» TASK REQUIREMENTS: Your answer should consist of each line below that contains the string "true".

» DATA EXCERPTS:
+ + +

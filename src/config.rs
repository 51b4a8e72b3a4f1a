//! Layered configuration.
//!
//! Sources, lowest priority first:
//!
//! 1. Built-in defaults
//! 2. A TOML file (`--config PATH`, or `config.toml` in the platform config
//!    directory when it exists)
//! 3. Environment variables prefixed `MEDIADUPE_` (e.g. `MEDIADUPE_IO_THREADS=8`)
//! 4. Command-line flags
//!
//! # Example
//!
//! ```toml
//! prehash_bytes = 8388608
//! io_threads = 8
//! timezone = "utc"
//! probe = "disabled"
//! ```

use std::fs::{self, OpenOptions};
use std::path::{Path, PathBuf};

use directories::ProjectDirs;
use figment::providers::{Env, Format, Serialized, Toml};
use figment::Figment;
use serde::{Deserialize, Serialize};

use crate::collab::{TimeZoneMode, ToolMode, DEFAULT_BATCH_SIZE};
use crate::duplicates::DEFAULT_TOLERANCE_MS;
use crate::media::{DEFAULT_PREHASH_BYTES, MAX_PREHASH_BYTES};

/// Prefix of configuration environment variables.
pub const ENV_PREFIX: &str = "MEDIADUPE_";

/// Errors raised while building the configuration or checking the target.
#[derive(thiserror::Error, Debug)]
pub enum ConfigError {
    /// A source could not be read or a value has the wrong type.
    #[error("Invalid configuration: {0}")]
    Load(#[from] Box<figment::Error>),

    /// An explicitly named configuration file does not exist.
    #[error("Configuration file not found: {0}")]
    MissingFile(PathBuf),

    /// A value is out of range.
    #[error("Invalid value for {key}: {reason}")]
    Invalid {
        /// Configuration key
        key: &'static str,
        /// What is wrong
        reason: String,
    },

    /// The target directory cannot be used.
    #[error("Target {path} is not usable: {reason}")]
    Target {
        /// Target path
        path: PathBuf,
        /// What is wrong
        reason: String,
    },
}

/// Application configuration.
#[derive(Debug, Clone, PartialEq, Eq, Serialize, Deserialize)]
#[serde(default)]
pub struct Config {
    /// Bytes read for the partial digest.
    pub prehash_bytes: u64,
    /// Worker threads for digests and probes.
    pub io_threads: usize,
    /// Descend into subdirectories.
    pub recursive: bool,
    /// Run the near-duplicate video stage.
    pub near_duplicates: bool,
    /// Near-duplicate duration tolerance in milliseconds.
    pub duration_tolerance_ms: u64,
    /// Near-duplicates must also share a codec.
    pub require_same_codec: bool,
    /// Interpretation of offset-bearing capture dates.
    pub timezone: TimeZoneMode,
    /// Video probe availability.
    pub probe: ToolMode,
    /// Capture-date tool availability.
    pub metadata: ToolMode,
    /// Files per capture-date batch.
    pub metadata_batch_size: usize,
    /// Explicit exiftool location.
    pub exiftool_path: Option<PathBuf>,
    /// Explicit ffprobe location.
    pub ffprobe_path: Option<PathBuf>,
    /// Abort on the first unreadable file.
    pub strict: bool,
    /// Log level when no flag or `RUST_LOG` sets one.
    pub log_level: Option<String>,
    /// Directory for reports; the target root when unset.
    pub report_dir: Option<PathBuf>,
}

impl Default for Config {
    fn default() -> Self {
        Self {
            prehash_bytes: DEFAULT_PREHASH_BYTES,
            io_threads: 4,
            recursive: true,
            near_duplicates: true,
            duration_tolerance_ms: DEFAULT_TOLERANCE_MS,
            require_same_codec: false,
            timezone: TimeZoneMode::Original,
            probe: ToolMode::Auto,
            metadata: ToolMode::Auto,
            metadata_batch_size: DEFAULT_BATCH_SIZE,
            exiftool_path: None,
            ffprobe_path: None,
            strict: false,
            log_level: None,
            report_dir: None,
        }
    }
}

/// Values supplied on the command line; unset fields leave lower layers alone.
#[derive(Debug, Clone, Default, Serialize)]
pub struct ConfigOverrides {
    #[serde(skip_serializing_if = "Option::is_none")]
    pub prehash_bytes: Option<u64>,
    #[serde(skip_serializing_if = "Option::is_none")]
    pub io_threads: Option<usize>,
    #[serde(skip_serializing_if = "Option::is_none")]
    pub recursive: Option<bool>,
    #[serde(skip_serializing_if = "Option::is_none")]
    pub near_duplicates: Option<bool>,
    #[serde(skip_serializing_if = "Option::is_none")]
    pub duration_tolerance_ms: Option<u64>,
    #[serde(skip_serializing_if = "Option::is_none")]
    pub require_same_codec: Option<bool>,
    #[serde(skip_serializing_if = "Option::is_none")]
    pub timezone: Option<TimeZoneMode>,
    #[serde(skip_serializing_if = "Option::is_none")]
    pub probe: Option<ToolMode>,
    #[serde(skip_serializing_if = "Option::is_none")]
    pub metadata: Option<ToolMode>,
    #[serde(skip_serializing_if = "Option::is_none")]
    pub metadata_batch_size: Option<usize>,
    #[serde(skip_serializing_if = "Option::is_none")]
    pub exiftool_path: Option<PathBuf>,
    #[serde(skip_serializing_if = "Option::is_none")]
    pub ffprobe_path: Option<PathBuf>,
    #[serde(skip_serializing_if = "Option::is_none")]
    pub strict: Option<bool>,
    #[serde(skip_serializing_if = "Option::is_none")]
    pub report_dir: Option<PathBuf>,
}

impl Config {
    /// Default platform-specific configuration path.
    #[must_use]
    pub fn default_path() -> Option<PathBuf> {
        ProjectDirs::from("com", "mediadupe", "mediadupe")
            .map(|dirs| dirs.config_dir().join("config.toml"))
    }

    /// Defaults, file and environment layers.
    ///
    /// `file` must exist when given; the default path is used only if present.
    ///
    /// # Errors
    ///
    /// Returns `MissingFile` if an explicit file does not exist.
    pub fn figment(file: Option<&Path>) -> Result<Figment, ConfigError> {
        let mut figment = Figment::from(Serialized::defaults(Self::default()));
        match file {
            Some(path) if !path.exists() => {
                return Err(ConfigError::MissingFile(path.to_path_buf()))
            }
            Some(path) => figment = figment.merge(Toml::file(path)),
            None => {
                if let Some(path) = Self::default_path().filter(|p| p.exists()) {
                    log::debug!("Using configuration file {}", path.display());
                    figment = figment.merge(Toml::file(path));
                }
            }
        }
        Ok(figment.merge(Env::prefixed(ENV_PREFIX)))
    }

    /// Build the effective configuration.
    ///
    /// # Errors
    ///
    /// Returns an error if a source is unreadable or a value is invalid.
    pub fn load(file: Option<&Path>, overrides: &ConfigOverrides) -> Result<Self, ConfigError> {
        let config: Self = Self::figment(file)?
            .merge(Serialized::defaults(overrides))
            .extract()
            .map_err(Box::new)?;
        config.validate()?;
        Ok(config)
    }

    /// Check value ranges.
    ///
    /// # Errors
    ///
    /// Returns `Invalid` naming the first bad key.
    pub fn validate(&self) -> Result<(), ConfigError> {
        if self.prehash_bytes == 0 || self.prehash_bytes > MAX_PREHASH_BYTES {
            return Err(ConfigError::Invalid {
                key: "prehash_bytes",
                reason: format!("must be between 1 and {MAX_PREHASH_BYTES}"),
            });
        }
        if self.io_threads == 0 {
            return Err(ConfigError::Invalid {
                key: "io_threads",
                reason: "must be at least 1".to_string(),
            });
        }
        if self.metadata_batch_size == 0 {
            return Err(ConfigError::Invalid {
                key: "metadata_batch_size",
                reason: "must be at least 1".to_string(),
            });
        }
        if let Some(level) = &self.log_level {
            if crate::logging::parse_level(level).is_none() {
                return Err(ConfigError::Invalid {
                    key: "log_level",
                    reason: format!("unknown level '{level}'"),
                });
            }
        }
        Ok(())
    }
}

/// Check that the target exists, is a directory and accepts new files.
///
/// Runs before anything is changed, so a read-only tree fails up front
/// instead of halfway through quarantining.
///
/// # Errors
///
/// Returns `Target` describing the problem.
pub fn check_target_writable(target: &Path) -> Result<(), ConfigError> {
    let fail = |reason: String| ConfigError::Target {
        path: target.to_path_buf(),
        reason,
    };
    let meta = fs::metadata(target).map_err(|e| fail(e.to_string()))?;
    if !meta.is_dir() {
        return Err(fail("not a directory".to_string()));
    }
    let probe = target.join(".mediadupe-write-test");
    OpenOptions::new()
        .write(true)
        .create_new(true)
        .open(&probe)
        .map_err(|e| fail(format!("not writable ({e})")))?;
    fs::remove_file(&probe).map_err(|e| fail(format!("cannot clean up write test ({e})")))?;
    Ok(())
}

+ + +

» REPLY:
            recursive: true,
            near_duplicates: true,
        .write(true)
        .create_new(true)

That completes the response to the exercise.